- Provided information
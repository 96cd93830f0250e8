pub(crate) mod payload;
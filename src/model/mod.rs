pub(crate) mod effect;
pub(crate) mod group;
pub(crate) mod intent;
pub(crate) mod roofline;
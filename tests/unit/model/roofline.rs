use super::*;
use serde_json::json;

fn seg(id: &str, n: u32, ty: SegmentType, order: i32) -> Segment {
    Segment {
        sort_order: order,
        ..Segment::new(id, id.to_uppercase(), n, ty)
    }
}

#[test]
fn start_pixels_follow_sort_order() {
    let cfg = RooflineConfiguration::new(vec![
        seg("b", 30, SegmentType::Corner, 2),
        seg("a", 20, SegmentType::Run, 1),
        seg("c", 10, SegmentType::Peak, 3),
    ])
    .unwrap();

    let ids: Vec<&str> = cfg.segments().iter().map(|s| s.id.as_str()).collect();
    assert_eq!(ids, ["a", "b", "c"]);
    let starts: Vec<u32> = cfg.segments().iter().map(|s| s.start_pixel).collect();
    assert_eq!(starts, [0, 20, 50]);
    assert_eq!(cfg.total_pixel_count(), 60);
    assert_eq!(cfg.segment_at(49).unwrap().id, "b");
    assert!(cfg.segment_at(60).is_none());
}

#[test]
fn rejects_duplicate_and_empty_ids() {
    let dup = RooflineConfiguration::new(vec![
        seg("a", 1, SegmentType::Run, 0),
        seg("a", 1, SegmentType::Run, 1),
    ]);
    assert!(dup.unwrap_err().to_string().contains("duplicate"));

    let empty = RooflineConfiguration::new(vec![seg(" ", 1, SegmentType::Run, 0)]);
    assert!(empty.is_err());
}

#[test]
fn rejects_anchor_outside_segment() {
    let mut s = seg("a", 10, SegmentType::Run, 0);
    s.anchor_offsets = vec![10];
    assert!(RooflineConfiguration::new(vec![s]).is_err());
}

#[test]
fn default_anchors_depend_on_type() {
    assert_eq!(seg("r", 20, SegmentType::Run, 0).anchors(), [0, 18]);
    assert_eq!(seg("c", 8, SegmentType::Corner, 0).anchors(), [0]);
    assert_eq!(seg("p", 20, SegmentType::Peak, 0).anchors(), [9]);
    assert!(seg("x", 20, SegmentType::Connector, 0).anchors().is_empty());
    assert!(seg("e", 0, SegmentType::Run, 0).anchors().is_empty());
}

#[test]
fn explicit_anchors_win_and_define_zones() {
    let mut s = seg("r", 20, SegmentType::Run, 0);
    s.anchor_offsets = vec![18, 0];
    assert_eq!(s.anchors(), [0, 18]);
    assert!(s.in_anchor_zone(1));
    assert!(!s.in_anchor_zone(2));
    assert!(s.in_anchor_zone(19));
}

#[test]
fn roles_cover_segment_types() {
    assert!(ArchitecturalRole::Eave.matches(SegmentType::Run));
    assert!(!ArchitecturalRole::Peak.matches(SegmentType::Run));
    assert!(ArchitecturalRole::Corner.matches(SegmentType::Corner));
}

#[test]
fn deserializes_through_validation() {
    let cfg: RooflineConfiguration = serde_json::from_value(json!({
        "segments": [
            { "id": "front", "name": "Front", "pixelCount": 40, "type": "run", "sortOrder": 1,
              "location": "front", "prominent": true },
            { "id": "peak", "name": "Peak", "pixelCount": 10, "type": "peak", "sortOrder": 2,
              "level": 2 }
        ]
    }))
    .unwrap();
    assert_eq!(cfg.total_pixel_count(), 50);
    assert_eq!(cfg.segment("peak").unwrap().start_pixel, 40);
    assert!(cfg.has_level(2));
    assert!(!cfg.has_level(3));

    let bad = serde_json::from_value::<RooflineConfiguration>(json!({
        "segments": [
            { "id": "a", "name": "A", "pixelCount": 1, "type": "run" },
            { "id": "a", "name": "A", "pixelCount": 1, "type": "run" }
        ]
    }));
    assert!(bad.is_err());
}
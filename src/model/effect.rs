use serde::{Deserialize, Serialize};

/// Device-native effects lumina can request.
///
/// Numeric ids are the controller's effect indices and only ever come from [`Effect::info`].
#[derive(Debug, Clone, Copy, PartialEq, Eq, Hash, Serialize, Deserialize)]
#[serde(rename_all = "camelCase")]
pub enum Effect {
    /// Static color.
    Solid,
    /// Slow brightness breathing.
    Breathe,
    /// Color wipe along the strip.
    Wipe,
    /// Single bright dot bouncing back and forth.
    Scan,
    /// Moving blocks of color.
    Running,
    /// Random pixels fading in and out.
    Twinkle,
    /// Sparkles over the base color.
    Sparkle,
    /// Color chase.
    Chase,
    /// Smooth traveling color waves.
    Colorwaves,
}

/// Broad grouping shown next to effects in pickers.
#[derive(Debug, Clone, Copy, PartialEq, Eq, Hash, Serialize, Deserialize)]
#[serde(rename_all = "camelCase")]
pub enum EffectCategory {
    /// No animation.
    Static,
    /// Something travels along the strip.
    Motion,
    /// Brightness changes in place.
    Ambient,
    /// Random per-pixel activity.
    Sparkle,
}

/// One catalog row.
#[derive(Debug, Clone, Copy, PartialEq, Eq)]
pub struct EffectInfo {
    /// Controller effect index (`fx`).
    pub id: u8,
    /// Display name.
    pub name: &'static str,
    /// Grouping.
    pub category: EffectCategory,
}

const fn row(id: u8, name: &'static str, category: EffectCategory) -> EffectInfo {
    EffectInfo { id, name, category }
}

const CATALOG: &[(Effect, EffectInfo)] = &[
    (Effect::Solid, row(0, "Solid", EffectCategory::Static)),
    (Effect::Breathe, row(2, "Breathe", EffectCategory::Ambient)),
    (Effect::Wipe, row(3, "Wipe", EffectCategory::Motion)),
    (Effect::Scan, row(10, "Scan", EffectCategory::Motion)),
    (Effect::Running, row(15, "Running", EffectCategory::Motion)),
    (Effect::Twinkle, row(17, "Twinkle", EffectCategory::Sparkle)),
    (Effect::Sparkle, row(20, "Sparkle", EffectCategory::Sparkle)),
    (Effect::Chase, row(28, "Chase", EffectCategory::Motion)),
    (Effect::Colorwaves, row(67, "Colorwaves", EffectCategory::Motion)),
];

impl Effect {
    /// Catalog entry for this effect.
    pub fn info(self) -> EffectInfo {
        CATALOG
            .iter()
            .find(|(e, _)| *e == self)
            .map(|(_, info)| *info)
            .unwrap_or(row(0, "Solid", EffectCategory::Static))
    }

    /// Controller effect index.
    pub fn id(self) -> u8 {
        self.info().id
    }

    /// Reverse lookup from a controller effect index.
    pub fn from_id(id: u8) -> Option<Self> {
        CATALOG.iter().find(|(_, i)| i.id == id).map(|(e, _)| *e)
    }

    /// Every cataloged effect in catalog order.
    pub fn all() -> impl Iterator<Item = Effect> {
        CATALOG.iter().map(|(e, _)| *e)
    }
}

#[cfg(test)]
#[path = "../../tests/unit/model/effect.rs"]
mod tests;
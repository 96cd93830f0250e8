//! Ordered rule tables for the closed lighting vocabulary.
//!
//! Matching is plain substring containment against a normalized clause. Tables are slices of
//! pairs, scanned in listed order, and the first synonym hit decides the category. Entries that
//! are substrings of later entries ("counterclockwise" / "clockwise") rely on that order.

use crate::foundation::color::Rgbw;
use crate::model::intent::{MotionDirection, MotionType, PatternRule, SpacingRule};
use crate::model::roofline::{ArchitecturalRole, Location};
use regex::Regex;
use std::sync::LazyLock;

pub(crate) type Table<T> = &'static [(T, &'static [&'static str])];

/// First value whose synonym list has an entry contained in `text`.
pub(crate) fn first_match<T: Copy>(table: Table<T>, text: &str) -> Option<T> {
    table
        .iter()
        .find(|(_, synonyms)| synonyms.iter().any(|s| text.contains(s)))
        .map(|(v, _)| *v)
}

/// Whether any of `words` occurs in `text`.
pub(crate) fn mentions(text: &str, words: &[&str]) -> bool {
    words.iter().any(|w| text.contains(w))
}

pub(crate) const ROLES: Table<ArchitecturalRole> = &[
    (ArchitecturalRole::Peak, &["peaks", "peak", "gables", "gable", "apex"]),
    (ArchitecturalRole::Corner, &["corners", "corner"]),
    (ArchitecturalRole::Run, &["runs", "straight sections", "straightaways"]),
    (ArchitecturalRole::Column, &["columns", "column", "pillars", "pillar", "posts"]),
    (ArchitecturalRole::Eave, &["eaves", "eave"]),
    (ArchitecturalRole::Fascia, &["fascia"]),
    (ArchitecturalRole::Soffit, &["soffits", "soffit"]),
];

pub(crate) const LOCATIONS: Table<Location> = &[
    (Location::Front, &["front", "facade", "street side"]),
    (Location::Back, &["back side", "backyard", "rear", "on the back", "in back"]),
    (Location::Left, &["left side", "on the left"]),
    (Location::Right, &["right side", "on the right"]),
];

pub(crate) const LEVELS: Table<u32> = &[
    (1, &["first floor", "ground floor", "ground level", "downstairs"]),
    (2, &["second floor", "upstairs", "upper floor"]),
    (3, &["third floor", "top floor"]),
];

static LEVEL_NUMBER: LazyLock<Regex> = LazyLock::new(|| {
    Regex::new(r"\b(?:level|floor|story|storey)\s+(\d+)\b").expect("level regex is valid")
});

/// Floor named in `text`, by table first and then `level N` / `floor N`.
pub(crate) fn match_level(text: &str) -> Option<u32> {
    first_match(LEVELS, text).or_else(|| capture_u32(&LEVEL_NUMBER, text, 1))
}

/// Canonical spacing phrases.
#[derive(Debug, Clone, Copy, PartialEq, Eq)]
pub(crate) enum SpacingKeyword {
    EveryOther,
    OneOnTwoOff,
    TwoOnOneOff,
    EquallySpaced,
    AnchorsOnly,
    Continuous,
}

pub(crate) const SPACING: Table<SpacingKeyword> = &[
    (
        SpacingKeyword::EveryOther,
        &["every other", "alternating pixels", "one on one off", "1 on 1 off"],
    ),
    (
        SpacingKeyword::OneOnTwoOff,
        &["one on two off", "one on, two off", "1 on 2 off", "1 on, 2 off"],
    ),
    (
        SpacingKeyword::TwoOnOneOff,
        &["two on one off", "two on, one off", "2 on 1 off", "2 on, 1 off"],
    ),
    (
        SpacingKeyword::EquallySpaced,
        &["equally spaced", "evenly spaced", "evenly distributed", "spread out"],
    ),
    (
        SpacingKeyword::AnchorsOnly,
        &["anchors only", "only anchors", "only the anchors", "anchor points only"],
    ),
    (SpacingKeyword::Continuous, &["continuous", "every pixel", "all pixels"]),
];

static ON_OFF: LazyLock<Regex> = LazyLock::new(|| {
    Regex::new(r"(\d+)\s*on,?\s*(\d+)\s*off").expect("on/off regex is valid")
});
static EVERY_NTH: LazyLock<Regex> = LazyLock::new(|| {
    Regex::new(r"every\s+(\d+)(?:st|nd|rd|th)?\b").expect("every-nth regex is valid")
});
static SPACED_COUNT: LazyLock<Regex> = LazyLock::new(|| {
    Regex::new(r"(\d+)\s+(?:equally|evenly|lights|bulbs|pixels|dots|points)")
        .expect("count regex is valid")
});

/// Result of spacing recognition.
#[derive(Debug, Clone, Copy, PartialEq, Eq)]
pub(crate) enum SpacingMatch {
    Rule(SpacingRule),
    /// Equal spacing was asked for without saying how many.
    EquallySpacedWithoutCount,
}

/// Spacing rule named in `text`: the keyword table first, then `N on M off`, then `every N`.
pub(crate) fn match_spacing(text: &str) -> Option<SpacingMatch> {
    if let Some(k) = first_match(SPACING, text) {
        let rule = match k {
            SpacingKeyword::EveryOther => SpacingRule::Pattern {
                on_count: 1,
                off_count: 1,
            },
            SpacingKeyword::OneOnTwoOff => SpacingRule::Pattern {
                on_count: 1,
                off_count: 2,
            },
            SpacingKeyword::TwoOnOneOff => SpacingRule::Pattern {
                on_count: 2,
                off_count: 1,
            },
            SpacingKeyword::EquallySpaced => {
                return Some(match capture_u32(&SPACED_COUNT, text, 1) {
                    Some(count) => SpacingMatch::Rule(SpacingRule::EquallySpaced { count }),
                    None => SpacingMatch::EquallySpacedWithoutCount,
                });
            }
            SpacingKeyword::AnchorsOnly => SpacingRule::AnchorsOnly,
            SpacingKeyword::Continuous => SpacingRule::Continuous,
        };
        return Some(SpacingMatch::Rule(rule));
    }

    if let Some(rule) = parse_on_off(text) {
        return Some(SpacingMatch::Rule(rule));
    }
    capture_u32(&EVERY_NTH, text, 1)
        .map(|interval| SpacingMatch::Rule(SpacingRule::EveryNth { interval }))
}

/// Pull `N on, M off` out of free text such as an option label.
pub(crate) fn parse_on_off(text: &str) -> Option<SpacingRule> {
    let caps = ON_OFF.captures(text)?;
    let on_count = caps.get(1)?.as_str().parse().ok()?;
    let off_count = caps.get(2)?.as_str().parse().ok()?;
    Some(SpacingRule::Pattern {
        on_count,
        off_count,
    })
}

fn capture_u32(re: &Regex, text: &str, group: usize) -> Option<u32> {
    re.captures(text)?.get(group)?.as_str().parse().ok()
}

pub(crate) const PATTERNS: Table<PatternRule> = &[
    (PatternRule::Gradient, &["gradient", "fading from", "fade from", "ombre", "blend"]),
    (PatternRule::Alternating, &["alternating", "alternate"]),
    (PatternRule::Twinkle, &["twinkle", "twinkling", "sparkle", "sparkling"]),
    (PatternRule::Wave, &["waves", "wave", "ripple"]),
];

pub(crate) const MOTION_TYPES: Table<MotionType> = &[
    (MotionType::Chase, &["chase", "chasing", "running lights", "marquee"]),
    (MotionType::Wave, &["wave", "ripple", "flowing", "flow"]),
    (MotionType::Twinkle, &["twinkle", "twinkling", "sparkle", "shimmer", "glitter"]),
    (MotionType::Pulse, &["pulse", "pulsing", "breathe", "breathing", "throb"]),
    (MotionType::Scan, &["scanner", "scan", "sweeping", "sweep"]),
];

pub(crate) const MOTION_DIRECTIONS: Table<MotionDirection> = &[
    (
        MotionDirection::CounterClockwise,
        &["counterclockwise", "counter-clockwise", "anticlockwise"],
    ),
    (MotionDirection::Clockwise, &["clockwise"]),
    (MotionDirection::RightToLeft, &["right to left", "leftward", "towards the left"]),
    (MotionDirection::LeftToRight, &["left to right", "rightward", "towards the right"]),
    (
        MotionDirection::Inward,
        &["inward", "toward the center", "towards the center", "to the center"],
    ),
    (MotionDirection::Outward, &["outward", "from the center", "out from the middle"]),
    (MotionDirection::Upward, &["upward", "bottom to top", "going up", "rising"]),
    (MotionDirection::Downward, &["downward", "top to bottom", "going down", "falling"]),
];

pub(crate) const SPEEDS: Table<u8> = &[
    (64, &["slowly", "slow", "gentle", "lazy"]),
    (200, &["fast", "quick", "rapid"]),
];

pub(crate) const INTENSITIES: Table<u8> = &[
    (64, &["subtle", "soft"]),
    (220, &["intense", "bold", "vivid"]),
];

pub(crate) const ACCENT_WORDS: &[&str] = &["accent", "highlight"];
pub(crate) const BACKGROUND_WORDS: &[&str] = &["background", "backdrop"];
pub(crate) const VAGUE_ANIMATION_WORDS: &[&str] =
    &["animated", "animation", "moving", "dynamic", "effect"];

/// A concrete, named color.
#[derive(Debug, Clone, Copy, PartialEq, Eq)]
pub(crate) struct NamedColor {
    pub(crate) name: &'static str,
    pub(crate) color: Rgbw,
}

const fn named(name: &'static str, r: u8, g: u8, b: u8) -> NamedColor {
    NamedColor {
        name,
        color: Rgbw::rgb(r, g, b),
    }
}

/// Named colors. Longer names precede names they contain.
pub(crate) const COLORS: Table<NamedColor> = &[
    (named("warm white", 255, 180, 107), &["warm white", "soft white", "incandescent"]),
    (named("cool white", 200, 220, 255), &["cool white", "daylight", "bright white"]),
    (named("white", 255, 255, 255), &["white"]),
    (named("dark green", 0, 100, 0), &["dark green", "deep green", "hunter green"]),
    (named("light green", 144, 238, 144), &["light green", "pale green", "mint green", "mint"]),
    (named("forest green", 34, 139, 34), &["forest green", "pine green"]),
    (named("lime green", 50, 205, 50), &["lime green", "lime"]),
    (named("emerald", 0, 201, 87), &["emerald"]),
    (named("navy blue", 0, 0, 128), &["navy blue", "navy", "dark blue"]),
    (named("sky blue", 135, 206, 235), &["sky blue", "light blue", "baby blue"]),
    (named("royal blue", 65, 105, 225), &["royal blue", "cobalt"]),
    (named("teal", 0, 128, 128), &["teal"]),
    (named("turquoise", 64, 224, 208), &["turquoise", "aqua"]),
    (named("cyan", 0, 255, 255), &["cyan"]),
    (named("dark red", 139, 0, 0), &["dark red", "deep red", "burgundy", "maroon"]),
    (named("crimson", 220, 20, 60), &["crimson"]),
    (named("red", 255, 0, 0), &["red", "scarlet"]),
    (named("orange", 255, 140, 0), &["orange", "tangerine"]),
    (named("amber", 255, 191, 0), &["amber"]),
    (named("gold", 255, 215, 0), &["golden", "gold"]),
    (named("lemon yellow", 255, 247, 0), &["lemon yellow", "lemon"]),
    (named("pale yellow", 255, 255, 153), &["pale yellow", "cream"]),
    (named("magenta", 255, 0, 255), &["magenta", "fuchsia"]),
    (named("hot pink", 255, 105, 180), &["hot pink"]),
    (named("light pink", 255, 182, 193), &["light pink", "blush", "pastel pink"]),
    (named("lavender", 181, 126, 220), &["lavender", "lilac"]),
    (named("deep purple", 75, 0, 130), &["deep purple", "dark purple", "plum"]),
    (named("violet", 143, 0, 255), &["violet", "indigo"]),
    (named("black", 0, 0, 0), &["black"]),
];

/// Words that name a hue family but not a shade; each lists the shades to ask about.
pub(crate) const VAGUE_COLORS: Table<&'static [&'static str]> = &[
    (
        &["forest green", "dark green", "light green", "lime green"],
        &["green"],
    ),
    (&["royal blue", "navy blue", "sky blue", "teal"], &["blue"]),
    (&["violet", "deep purple", "lavender"], &["purple"]),
    (&["hot pink", "light pink", "magenta"], &["pink"]),
    (&["gold", "lemon yellow", "pale yellow", "amber"], &["yellow"]),
];

/// Concrete color by canonical name.
pub(crate) fn color_by_name(name: &str) -> Option<NamedColor> {
    COLORS.iter().map(|(c, _)| *c).find(|c| c.name == name)
}

/// One color mention inside a clause.
#[derive(Debug, Clone, PartialEq, Eq)]
pub(crate) struct ColorMention {
    /// Byte offset of the mention.
    pub(crate) position: usize,
    /// The color (for vague words, the first listed shade).
    pub(crate) color: NamedColor,
    /// The vague word and its candidate shades, if the mention was vague.
    pub(crate) vague: Option<(&'static str, Vec<NamedColor>)>,
}

/// Every color mentioned in `text`, in reading order.
///
/// The named table is scanned first; each hit is masked out so that "green" inside
/// "dark green" is not seen again by the vague table.
pub(crate) fn find_colors(text: &str) -> Vec<ColorMention> {
    let mut masked = text.to_owned();
    let mut out = Vec::new();

    for (color, synonyms) in COLORS {
        for syn in *synonyms {
            while let Some(pos) = masked.find(syn) {
                masked.replace_range(pos..pos + syn.len(), &"#".repeat(syn.len()));
                out.push(ColorMention {
                    position: pos,
                    color: *color,
                    vague: None,
                });
            }
        }
    }

    for (shades, words) in VAGUE_COLORS {
        for word in *words {
            while let Some(pos) = masked.find(word) {
                masked.replace_range(pos..pos + word.len(), &"#".repeat(word.len()));
                let candidates: Vec<NamedColor> =
                    shades.iter().filter_map(|s| color_by_name(s)).collect();
                let Some(first) = candidates.first().copied() else {
                    continue;
                };
                out.push(ColorMention {
                    position: pos,
                    color: first,
                    vague: Some((*word, candidates)),
                });
            }
        }
    }

    out.sort_by_key(|m| m.position);
    out
}

#[cfg(test)]
#[path = "../../tests/unit/parse/lexicon.rs"]
mod tests;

- Exercise objective
Write out every line from the data above that includes "pink".

- Result below
    (named("hot pink", 255, 105, 180), &["hot pink"]),
    (named("light pink", 255, 182, 193), &["light pink", "blush", "pastel pink"]),
    (&["hot pink", "light pink", "magenta"], &["pink"]),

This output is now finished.